◆ **YOUR ASSIGNMENT**:
Note how many lines in these entries contain "TierThresholds", and reply with that number alone.

◆ **ENTRIES SUPPLIED**:
★ ★ ★ ★ ★

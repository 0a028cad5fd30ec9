//! Coverage tier classification of an aggregate momentum score.
//!
//! Lower bounds are inclusive: with the default thresholds, 75 is
//! PLAY_BY_PLAY and 25 is MIXED_COVERAGE.

use puckline_types::RecommendationTier;

use crate::config::TierThresholds;

/// Map an aggregate momentum score onto a coverage tier.
pub const fn classify(aggregate_score: u32, thresholds: &TierThresholds) -> RecommendationTier {
    if aggregate_score >= thresholds.play_by_play {
        RecommendationTier::PlayByPlay
    } else if aggregate_score >= thresholds.mixed_coverage {
        RecommendationTier::MixedCoverage
    } else {
        RecommendationTier::FillerContent
    }
}

#[cfg(test)]
mod tests {
    use super::*;

    #[test]
    fn boundaries_with_defaults() {
        let t = TierThresholds::default();
        assert_eq!(classify(74, &t), RecommendationTier::MixedCoverage);
        assert_eq!(classify(75, &t), RecommendationTier::PlayByPlay);
        assert_eq!(classify(24, &t), RecommendationTier::FillerContent);
        assert_eq!(classify(25, &t), RecommendationTier::MixedCoverage);
    }

    #[test]
    fn zero_is_filler() {
        assert_eq!(
            classify(0, &TierThresholds::default()),
            RecommendationTier::FillerContent
        );
    }

    #[test]
    fn custom_thresholds_are_honored() {
        let t = TierThresholds {
            play_by_play: 100,
            mixed_coverage: 40,
        };
        assert_eq!(classify(99, &t), RecommendationTier::MixedCoverage);
        assert_eq!(classify(39, &t), RecommendationTier::FillerContent);
        assert_eq!(classify(u32::MAX, &t), RecommendationTier::PlayByPlay);
    }
}
//! Momentum scoring for a single event.
//!
//! Scoring runs in three stages:
//!
//! 1. **Base** from the event kind ([`BaseScores`]).
//! 2. **Multipliers** for when the event happened: overtime (or, in
//!    regulation only, the late-game window), then close-game on top.
//! 3. **Bonuses** for what exactly happened: iron on a shot, power-play goal.
//!
//! The product is rounded half away from zero. All arithmetic is
//! [`Decimal`] so 1.5 x 1.3 is exact.
//!
//! [`BaseScores`]: crate::config::BaseScores

use rust_decimal::prelude::ToPrimitive;
use rust_decimal::{Decimal, RoundingStrategy};

use puckline_types::{EventKind, PlayEvent};

use crate::config::MomentumConfig;
use crate::context::GameContext;

/// How an event's momentum score was assembled.
#[derive(Debug, Clone, Copy, PartialEq, Eq)]
pub struct MomentumBreakdown {
    /// Base score for the event kind.
    pub base: u32,
    /// Combined game-state multiplier.
    pub multiplier: Decimal,
    /// Additive bonus.
    pub bonus: u32,
    /// Final rounded score.
    pub total: u32,
}

impl MomentumBreakdown {
    const fn zero() -> Self {
        Self {
            base: 0,
            multiplier: Decimal::ONE,
            bonus: 0,
            total: 0,
        }
    }
}

/// Score one event against its game context.
pub fn score_event(event: &PlayEvent, context: &GameContext, config: &MomentumConfig) -> u32 {
    breakdown(event, context, config).total
}

/// Score one event and return each stage of the computation.
pub fn breakdown(
    event: &PlayEvent,
    context: &GameContext,
    config: &MomentumConfig,
) -> MomentumBreakdown {
    let kind = event.kind();
    if kind == EventKind::Other {
        return MomentumBreakdown::zero();
    }

    let base = config.base_scores.for_kind(kind);
    let multiplier = multiplier_for(context, config);
    let bonus = bonus_for(event, config);

    let raw = Decimal::from(base)
        .checked_mul(multiplier)
        .and_then(|value| value.checked_add(Decimal::from(bonus)))
        .unwrap_or(Decimal::MAX);
    let rounded = raw
        .round_dp_with_strategy(0, RoundingStrategy::MidpointAwayFromZero)
        .to_u32()
        .unwrap_or(u32::MAX);

    // Never below the unmultiplied base, whatever the configured factors.
    let total = rounded.max(base);

    MomentumBreakdown {
        base,
        multiplier,
        bonus,
        total,
    }
}

/// Combined game-state multiplier. Overtime supersedes late-game; close-game
/// composes with either.
fn multiplier_for(context: &GameContext, config: &MomentumConfig) -> Decimal {
    let m = &config.multipliers;
    let mut factor = Decimal::ONE;

    if context.is_overtime() {
        factor = factor.checked_mul(m.overtime).unwrap_or(factor);
    } else if context.is_late_regulation(m.late_game_window_seconds) {
        factor = factor.checked_mul(m.late_game).unwrap_or(factor);
    }

    if context.is_close(m.close_game_margin) {
        factor = factor.checked_mul(m.close_game).unwrap_or(factor);
    }

    factor
}

fn bonus_for(event: &PlayEvent, config: &MomentumConfig) -> u32 {
    match event {
        PlayEvent::Goal(goal) if goal.power_play => config.bonuses.power_play_goal,
        PlayEvent::ShotOnGoal(shot) | PlayEvent::MissedShot(shot) if shot.struck_iron => {
            config.bonuses.struck_iron
        }
        _ => 0,
    }
}

#[cfg(test)]
mod tests {
    use puckline_types::{
        ClockTime, FaceoffEvent, GoalEvent, PeriodType, ShotEvent, TeamSide,
    };
    use rust_decimal_macros::dec;

    use super::*;

    fn goal(power_play: bool) -> PlayEvent {
        PlayEvent::Goal(GoalEvent {
            team: TeamSide::Home,
            scorer: "Nathan MacKinnon".to_owned(),
            assists: vec!["Cale Makar".to_owned()],
            power_play,
            location: None,
        })
    }

    fn shot(struck_iron: bool) -> PlayEvent {
        PlayEvent::MissedShot(ShotEvent {
            team: TeamSide::Away,
            shooter: None,
            struck_iron,
            location: None,
        })
    }

    fn ctx(period_type: PeriodType, minutes: u32, differential: i64) -> GameContext {
        GameContext {
            period_type,
            period_time_remaining: ClockTime::new(minutes, 0),
            score_differential: differential,
        }
    }

    #[test]
    fn close_regulation_goal_scores_65() {
        let config = MomentumConfig::default();
        let score = score_event(&goal(false), &ctx(PeriodType::Regulation, 10, 1), &config);
        assert_eq!(score, 65);
    }

    #[test]
    fn late_close_goal_rounds_half_up_to_98() {
        let config = MomentumConfig::default();
        let detail = breakdown(&goal(false), &ctx(PeriodType::Regulation, 3, 1), &config);
        assert_eq!(detail.multiplier, dec!(1.95));
        assert_eq!(detail.total, 98);
    }

    #[test]
    fn overtime_supersedes_late_game() {
        let config = MomentumConfig::default();
        let detail = breakdown(&goal(false), &ctx(PeriodType::Overtime, 3, 1), &config);
        assert_eq!(detail.multiplier, dec!(3.25));
        assert_eq!(detail.total, 163);
    }

    #[test]
    fn blowout_goal_gets_base_only() {
        let config = MomentumConfig::default();
        let score = score_event(&goal(false), &ctx(PeriodType::Regulation, 10, 4), &config);
        assert_eq!(score, 50);
    }

    #[test]
    fn power_play_bonus_is_added_after_multipliers() {
        let config = MomentumConfig::default();
        // 50 x 1.3 + 25
        let score = score_event(&goal(true), &ctx(PeriodType::Regulation, 10, 0), &config);
        assert_eq!(score, 90);
    }

    #[test]
    fn iron_bonus_applies_to_missed_shots() {
        let config = MomentumConfig::default();
        // 8 + 15, blowout so no multipliers
        let score = score_event(&shot(true), &ctx(PeriodType::Regulation, 12, -3), &config);
        assert_eq!(score, 23);
        let plain = score_event(&shot(false), &ctx(PeriodType::Regulation, 12, -3), &config);
        assert_eq!(plain, 8);
    }

    #[test]
    fn unknown_kinds_score_zero() {
        let config = MomentumConfig::default();
        let event = PlayEvent::Other {
            type_key: "stoppage".to_owned(),
            team: None,
        };
        assert_eq!(score_event(&event, &ctx(PeriodType::Overtime, 1, 0), &config), 0);
    }

    #[test]
    fn faceoff_rounds_small_values() {
        let config = MomentumConfig::default();
        let event = PlayEvent::Faceoff(FaceoffEvent {
            team: None,
            winner: None,
            location: None,
        });
        // 2 x 1.3 = 2.6
        assert_eq!(score_event(&event, &ctx(PeriodType::Regulation, 15, 0), &config), 3);
    }

    #[test]
    fn total_never_drops_below_base() {
        let mut config = MomentumConfig::default();
        config.multipliers.close_game = dec!(0.5);
        let score = score_event(&goal(false), &ctx(PeriodType::Regulation, 10, 0), &config);
        assert_eq!(score, 50);
    }
}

★ ★ ★ ★ ★

◆ **SOLUTION**:
5